Problem description »
Set down all the data again. Change nothing.

[Stored items]
• • • • •

//! Loaders delivering validated core inputs.
//!
//! The numerical core only ever sees data that already satisfies the §3
//! contracts: every loader here builds the factor universe, the instrument
//! book, and the shock matrices, rejecting malformed input before any
//! analytic runs. The core never reads files itself.

pub mod columnar;
pub mod market_csv;
pub mod portfolio_csv;

pub use columnar::{MarketSnapshot, ShockSnapshot};
pub use market_csv::{compute_shocks, load_closes_csv, read_closes, MarketData};
pub use portfolio_csv::{load_portfolio_csv, read_portfolio};

use crate::core::RiskError;

/// Failures raised while turning external tables into core inputs.
#[derive(Debug)]
pub enum LoaderError {
    /// Underlying file could not be opened or read.
    Io(std::io::Error),
    /// The CSV layer failed to parse a record.
    Csv(csv::Error),
    /// A structurally valid record violated the data contract.
    /// `row` is the 1-based line number including the header.
    Malformed { row: usize, msg: String },
    /// Validated data was still rejected by the core.
    Core(RiskError),
}

impl std::fmt::Display for LoaderError {
    fn fmt(&self, f: &mut std::fmt::Formatter<'_>) -> std::fmt::Result {
        match self {
            Self::Io(err) => write!(f, "i/o error: {err}"),
            Self::Csv(err) => write!(f, "csv error: {err}"),
            Self::Malformed { row, msg } => write!(f, "malformed input at row {row}: {msg}"),
            Self::Core(err) => write!(f, "{err}"),
        }
    }
}

impl std::error::Error for LoaderError {
    fn source(&self) -> Option<&(dyn std::error::Error + 'static)> {
        match self {
            Self::Io(err) => Some(err),
            Self::Csv(err) => Some(err),
            Self::Malformed { .. } => None,
            Self::Core(err) => Some(err),
        }
    }
}

impl From<std::io::Error> for LoaderError {
    fn from(err: std::io::Error) -> Self {
        Self::Io(err)
    }
}

impl From<csv::Error> for LoaderError {
    fn from(err: csv::Error) -> Self {
        Self::Csv(err)
    }
}

impl From<RiskError> for LoaderError {
    fn from(err: RiskError) -> Self {
        Self::Core(err)
    }
}

/// Convenience alias for loader results.
pub type LoaderResult<T> = std::result::Result<T, LoaderError>;
use std::fmt;

/// Body returned by the backend on success. Opaque to this crate.
#[derive(Debug, Clone, PartialEq, Eq)]
pub struct Receipt(String);

impl Receipt {
    pub fn new(body: impl Into<String>) -> Self {
        Self(body.into())
    }

    pub fn as_str(&self) -> &str {
        &self.0
    }
}

impl fmt::Display for Receipt {
    fn fmt(&self, f: &mut fmt::Formatter<'_>) -> fmt::Result {
        f.write_str(&self.0)
    }
}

• • • • •

Exercise solution »
//! Loaders delivering validated core inputs.
//!
//! The numerical core only ever sees data that already satisfies the §3
//! contracts: every loader here builds the factor universe, the instrument
//! book, and the shock matrices, rejecting malformed input before any
//! analytic runs. The core never reads files itself.

pub mod columnar;
pub mod market_csv;
pub mod portfolio_csv;

pub use columnar::{MarketSnapshot, ShockSnapshot};
pub use market_csv::{compute_shocks, load_closes_csv, read_closes, MarketData};
pub use portfolio_csv::{load_portfolio_csv, read_portfolio};

use crate::core::RiskError;

/// Failures raised while turning external tables into core inputs.
#[derive(Debug)]
pub enum LoaderError {
    /// Underlying file could not be opened or read.
    Io(std::io::Error),
    /// The CSV layer failed to parse a record.
    Csv(csv::Error),
    /// A structurally valid record violated the data contract.
    /// `row` is the 1-based line number including the header.
    Malformed { row: usize, msg: String },
    /// Validated data was still rejected by the core.
    Core(RiskError),
}

impl std::fmt::Display for LoaderError {
    fn fmt(&self, f: &mut std::fmt::Formatter<'_>) -> std::fmt::Result {
        match self {
            Self::Io(err) => write!(f, "i/o error: {err}"),
            Self::Csv(err) => write!(f, "csv error: {err}"),
            Self::Malformed { row, msg } => write!(f, "malformed input at row {row}: {msg}"),
            Self::Core(err) => write!(f, "{err}"),
        }
    }
}

impl std::error::Error for LoaderError {
    fn source(&self) -> Option<&(dyn std::error::Error + 'static)> {
        match self {
            Self::Io(err) => Some(err),
            Self::Csv(err) => Some(err),
            Self::Malformed { .. } => None,
            Self::Core(err) => Some(err),
        }
    }
}

impl From<std::io::Error> for LoaderError {
    fn from(err: std::io::Error) -> Self {
        Self::Io(err)
    }
}

impl From<csv::Error> for LoaderError {
    fn from(err: csv::Error) -> Self {
        Self::Csv(err)
    }
}

impl From<RiskError> for LoaderError {
    fn from(err: RiskError) -> Self {
        Self::Core(err)
    }
}

/// Convenience alias for loader results.
pub type LoaderResult<T> = std::result::Result<T, LoaderError>;
use std::fmt;

/// Body returned by the backend on success. Opaque to this crate.
#[derive(Debug, Clone, PartialEq, Eq)]
pub struct Receipt(String);

impl Receipt {
    pub fn new(body: impl Into<String>) -> Self {
        Self(body.into())
    }

    pub fn as_str(&self) -> &str {
        &self.0
    }
}

impl fmt::Display for Receipt {
    fn fmt(&self, f: &mut fmt::Formatter<'_>) -> fmt::Result {
        f.write_str(&self.0)
    }
}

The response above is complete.